Investigation revealed that the crew didn't discuss about the possible outcome of the failure of the hydraulics. They weren't concerned about the failure and decided to continue their landing attempt. According to the NTSC, the crew should have conducted a go-around and stick to their Quick Reference Handbook (abbreviated as QRH). There were procedures and steps on the QRH to handle such emergency. An analysis from the NTSC showed that if a failure on the hydraulics occurred, with the combined cargo of Flight 62, the aircraft would take a total distance of 8,606 ft. The NTSC stated that the crew should have conduct the go-around to assess the risks of landing. They later added that if the crew had handled the failure of the hydraulics correctly, Flight 62 could have landed safely at the airport.[17](p34–37)
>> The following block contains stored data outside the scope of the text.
//! Provider router: picks the backend for a request by family name.

use std::collections::HashMap;
use std::sync::Arc;

use thiserror::Error;
use tracing::debug;
use vedaguru_core::provider::{Provider, ProviderFamily};

use crate::openai_compat::OpenAiCompatProvider;

/// Why a request could not be routed.
#[derive(Debug, Clone, PartialEq, Eq, Error)]
pub enum RouteError {
    /// A known family with no API key
    #[error("{0} is not configured")]
    Unconfigured(ProviderFamily),

    #[error("unknown provider '{0}'")]
    Unknown(String),
}

/// Routes requests to the registered provider for a family.
pub struct ProviderRouter {
    providers: HashMap<ProviderFamily, Arc<dyn Provider>>,
    default_family: ProviderFamily,
}

impl ProviderRouter {
    pub fn new(default_family: ProviderFamily) -> Self {
        Self {
            providers: HashMap::new(),
            default_family,
        }
    }

    /// Register a provider under its own family, replacing any previous one.
    pub fn register(&mut self, provider: Arc<dyn Provider>) {
        self.providers.insert(provider.family(), provider);
    }

    pub fn default_family(&self) -> ProviderFamily {
        self.default_family
    }

    pub fn get(&self, family: ProviderFamily) -> Option<Arc<dyn Provider>> {
        self.providers.get(&family).cloned()
    }

    /// Resolve a requested provider name, or the default when none is given.
    pub fn resolve(&self, requested: Option<&str>) -> Result<Arc<dyn Provider>, RouteError> {
        let family = match requested.map(str::trim).filter(|s| !s.is_empty()) {
            Some(name) => {
                ProviderFamily::from_name(name).ok_or_else(|| RouteError::Unknown(name.to_string()))?
            }
            None => self.default_family,
        };
        self.get(family).ok_or(RouteError::Unconfigured(family))
    }

    /// Families that have a provider registered.
    pub fn configured(&self) -> Vec<ProviderFamily> {
        ProviderFamily::ALL
            .into_iter()
            .filter(|f| self.providers.contains_key(f))
            .collect()
    }
}

/// Build a router from configuration. Families without an API key stay unregistered.
pub fn build_from_config(config: &vedaguru_config::AppConfig) -> ProviderRouter {
    let mut router = ProviderRouter::new(config.default_family());

    for family in ProviderFamily::ALL {
        match config.api_key(family) {
            Some(key) => {
                let base_url = config.base_url(family);
                debug!(provider = %family, %base_url, "Registering provider");
                router.register(Arc::new(OpenAiCompatProvider::new(family, base_url, key)));
            }
            None => debug!(provider = %family, "No API key, provider left unconfigured"),
        }
    }

    router
}

#[cfg(test)]
mod tests {
    use super::*;
    use vedaguru_config::{AppConfig, ProviderConfig};

    fn config_with_keys(mistral: Option<&str>, perplexity: Option<&str>) -> AppConfig {
        let mut config = AppConfig::default();
        for (family, key) in [(ProviderFamily::Mistral, mistral), (ProviderFamily::Perplexity, perplexity)] {
            config.providers.insert(
                family.as_str().to_string(),
                ProviderConfig { api_key: key.map(String::from), api_url: None },
            );
        }
        config
    }

    #[test]
    fn register_and_lookup() {
        let mut router = ProviderRouter::new(ProviderFamily::Mistral);
        router.register(Arc::new(OpenAiCompatProvider::mistral("sk-test")));

        assert!(router.get(ProviderFamily::Mistral).is_some());
        assert!(router.get(ProviderFamily::Perplexity).is_none());
        assert_eq!(router.configured(), vec![ProviderFamily::Mistral]);
    }

    #[test]
    fn resolve_defaults_and_names() {
        let router = build_from_config(&config_with_keys(Some("m-key"), Some("p-key")));

        assert_eq!(router.resolve(None).unwrap().family(), ProviderFamily::Mistral);
        assert_eq!(router.resolve(Some("  ")).unwrap().family(), ProviderFamily::Mistral);
        assert_eq!(router.resolve(Some("Perplexity")).unwrap().family(), ProviderFamily::Perplexity);
    }

    #[test]
    fn missing_key_is_unconfigured() {
        let router = build_from_config(&config_with_keys(None, Some("   ")));
        assert_eq!(
            router.resolve(None).err(),
            Some(RouteError::Unconfigured(ProviderFamily::Mistral))
        );
        assert_eq!(
            router.resolve(Some("perplexity")).err(),
            Some(RouteError::Unconfigured(ProviderFamily::Perplexity))
        );
        assert!(router.configured().is_empty());
    }

    #[test]
    fn unknown_name_is_rejected() {
        let router = build_from_config(&config_with_keys(Some("m-key"), None));
        assert_eq!(
            router.resolve(Some("openai")).err(),
            Some(RouteError::Unknown("openai".into()))
        );
    }
}
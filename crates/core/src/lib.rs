//! # Vedaguru Core
//!
//! Domain types, traits, and error definitions for the Vedaguru chat backend.
//! This crate has **no I/O dependencies**: it defines the model that the
//! prompt, provider, memory and chat crates implement against.
//!
//! ## Design Philosophy
//!
//! The two seams that talk to the outside world are traits here:
//! - [`Provider`]: one chat-completion call to an LLM backend
//! - [`ConversationStore`]: where conversation history lives
//!
//! Implementations live in their own crates, so the chat service can be
//! exercised end-to-end with scripted providers and in-memory stores.

pub mod error;
pub mod message;
pub mod provider;
pub mod store;
pub mod topic;

// Re-export key types at crate root for ergonomics
pub use error::{Error, ProviderError, Result, StoreError};
pub use message::{ChatRecord, Conversation, ConversationId, Message, Role};
pub use provider::{
    Provider, ProviderFamily, ProviderRequest, ProviderResponse, SamplingParams, Usage,
};
pub use store::ConversationStore;
pub use topic::TopicMatching;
Due to the crash, Sultan Thaha Airport was closed for indefinite time. Angkasa Pura II Corporate Secretary Surdayanto stated that the aircraft would be evacuated from the runway by cutting it into several sections. The wreckage of the aircraft later would be inspected by investigators. Rescue personnel consisted of 12 people had arrived at the site on Sunday, 31 August 2008.[18]

As the crash killed one person, Sriwijaya Air claimed responsibility for the death. According to the airline's manager, the airline would compensate the health services and bills of the family of the farmer who were affected by the crash and also the bills from the survivors. The toddler's school fee, whose father was killed in the crash, would also be compensated by Sriwijaya Air.[19]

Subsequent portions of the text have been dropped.